**Task to carry out:** Send back the records in full, character for character.

**Data for this task:**
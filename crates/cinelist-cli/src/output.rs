use clap::ValueEnum;
use comfy_table::Table;
use indicatif::{ProgressBar, ProgressStyle};
use owo_colors::OwoColorize;
use serde_json::json;
use std::io::IsTerminal;
use std::time::Duration;

#[derive(Debug, Clone, Copy, PartialEq, Eq, ValueEnum)]
pub enum OutputFormat {
    Human,
    Json,
    #[value(name = "json-pretty")]
    JsonPretty,
}

#[derive(Debug, Clone, Copy)]
enum Level {
    Success,
    Info,
    Warning,
    Error,
}

impl Level {
    fn tag(self) -> &'static str {
        match self {
            Level::Success => "success",
            Level::Info => "info",
            Level::Warning => "warning",
            Level::Error => "error",
        }
    }
}

pub struct Output {
    format: OutputFormat,
    quiet: bool,
}

impl Output {
    pub fn new(format: OutputFormat, quiet: bool) -> Self {
        Self { format, quiet }
    }

    pub fn is_human(&self) -> bool {
        self.format == OutputFormat::Human
    }

    fn emit(&self, level: Level, msg: &str) {
        // Errors are shown even in quiet mode
        if self.quiet && !matches!(level, Level::Error) {
            return;
        }

        match self.format {
            OutputFormat::Human => match level {
                Level::Success => println!("{} {}", "✓".green(), msg),
                Level::Info => println!("{}", msg),
                Level::Warning => println!("{} {}", "⚠".yellow(), msg),
                Level::Error => eprintln!("{} {}", "✗".red(), msg),
            },
            OutputFormat::Json | OutputFormat::JsonPretty => {
                self.print_json(&json!({ "type": level.tag(), "message": msg }));
            }
        }
    }

    pub fn success(&self, msg: impl AsRef<str>) {
        self.emit(Level::Success, msg.as_ref());
    }

    pub fn info(&self, msg: impl AsRef<str>) {
        self.emit(Level::Info, msg.as_ref());
    }

    pub fn warn(&self, msg: impl AsRef<str>) {
        self.emit(Level::Warning, msg.as_ref());
    }

    pub fn error(&self, msg: impl AsRef<str>) {
        self.emit(Level::Error, msg.as_ref());
    }

    pub fn println(&self, msg: impl AsRef<str>) {
        if !self.quiet && self.is_human() {
            println!("{}", msg.as_ref());
        }
    }

    /// Human mode only; JSON callers emit structured data instead
    pub fn table(&self, table: &Table) {
        if !self.quiet && self.is_human() {
            println!("{}", table);
        }
    }

    pub fn json(&self, data: &serde_json::Value) {
        if self.quiet || self.is_human() {
            return;
        }
        self.print_json(data);
    }

    fn print_json(&self, data: &serde_json::Value) {
        match self.format {
            OutputFormat::JsonPretty => {
                println!("{}", serde_json::to_string_pretty(data).unwrap_or_default());
            }
            _ => println!("{}", serde_json::to_string(data).unwrap_or_default()),
        }
    }

    /// Spinner shown while a request is in flight; hidden unless a human is watching
    pub fn spinner(&self, msg: impl Into<String>) -> ProgressBar {
        if self.quiet || !self.is_human() || !std::io::stderr().is_terminal() {
            return ProgressBar::hidden();
        }

        let spinner = ProgressBar::new_spinner();
        if let Ok(style) = ProgressStyle::default_spinner()
            .template("{spinner:.green} {msg}")
        {
            spinner.set_style(style.tick_chars("⠋⠙⠹⠸⠼⠴⠦⠧⠇⠏"));
        }
        spinner.set_message(msg.into());
        spinner.enable_steady_tick(Duration::from_millis(80));
        spinner
    }
}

**Exercise result:**
filename crates/cinelist-cli/src/output.rs
use clap::ValueEnum;
use comfy_table::Table;
use indicatif::{ProgressBar, ProgressStyle};
use owo_colors::OwoColorize;
use serde_json::json;
use std::io::IsTerminal;
use std::time::Duration;

#[derive(Debug, Clone, Copy, PartialEq, Eq, ValueEnum)]
pub enum OutputFormat {
    Human,
    Json,
    #[value(name = "json-pretty")]
    JsonPretty,
}

#[derive(Debug, Clone, Copy)]
enum Level {
    Success,
    Info,
    Warning,
    Error,
}

impl Level {
    fn tag(self) -> &'static str {
        match self {
            Level::Success => "success",
            Level::Info => "info",
            Level::Warning => "warning",
            Level::Error => "error",
        }
    }
}

pub struct Output {
    format: OutputFormat,
    quiet: bool,
}

impl Output {
    pub fn new(format: OutputFormat, quiet: bool) -> Self {
        Self { format, quiet }
    }

    pub fn is_human(&self) -> bool {
        self.format == OutputFormat::Human
    }

    fn emit(&self, level: Level, msg: &str) {
        // Errors are shown even in quiet mode
        if self.quiet && !matches!(level, Level::Error) {
            return;
        }

        match self.format {
            OutputFormat::Human => match level {
                Level::Success => println!("{} {}", "✓".green(), msg),
                Level::Info => println!("{}", msg),
                Level::Warning => println!("{} {}", "⚠".yellow(), msg),
                Level::Error => eprintln!("{} {}", "✗".red(), msg),
            },
            OutputFormat::Json | OutputFormat::JsonPretty => {
                self.print_json(&json!({ "type": level.tag(), "message": msg }));
            }
        }
    }

    pub fn success(&self, msg: impl AsRef<str>) {
        self.emit(Level::Success, msg.as_ref());
    }

    pub fn info(&self, msg: impl AsRef<str>) {
        self.emit(Level::Info, msg.as_ref());
    }

    pub fn warn(&self, msg: impl AsRef<str>) {
        self.emit(Level::Warning, msg.as_ref());
    }

    pub fn error(&self, msg: impl AsRef<str>) {
        self.emit(Level::Error, msg.as_ref());
    }

    pub fn println(&self, msg: impl AsRef<str>) {
        if !self.quiet && self.is_human() {
            println!("{}", msg.as_ref());
        }
    }

    /// Human mode only; JSON callers emit structured data instead
    pub fn table(&self, table: &Table) {
        if !self.quiet && self.is_human() {
            println!("{}", table);
        }
    }

    pub fn json(&self, data: &serde_json::Value) {
        if self.quiet || self.is_human() {
            return;
        }
        self.print_json(data);
    }

    fn print_json(&self, data: &serde_json::Value) {
        match self.format {
            OutputFormat::JsonPretty => {
                println!("{}", serde_json::to_string_pretty(data).unwrap_or_default());
            }
            _ => println!("{}", serde_json::to_string(data).unwrap_or_default()),
        }
    }

    /// Spinner shown while a request is in flight; hidden unless a human is watching
    pub fn spinner(&self, msg: impl Into<String>) -> ProgressBar {
        if self.quiet || !self.is_human() || !std::io::stderr().is_terminal() {
            return ProgressBar::hidden();
        }

        let spinner = ProgressBar::new_spinner();
        if let Ok(style) = ProgressStyle::default_spinner()
            .template("{spinner:.green} {msg}")
        {
            spinner.set_style(style.tick_chars("⠋⠙⠹⠸⠼⠴⠦⠧⠇⠏"));
        }
        spinner.set_message(msg.into());
        spinner.enable_steady_tick(Duration::from_millis(80));
        spinner
    }
}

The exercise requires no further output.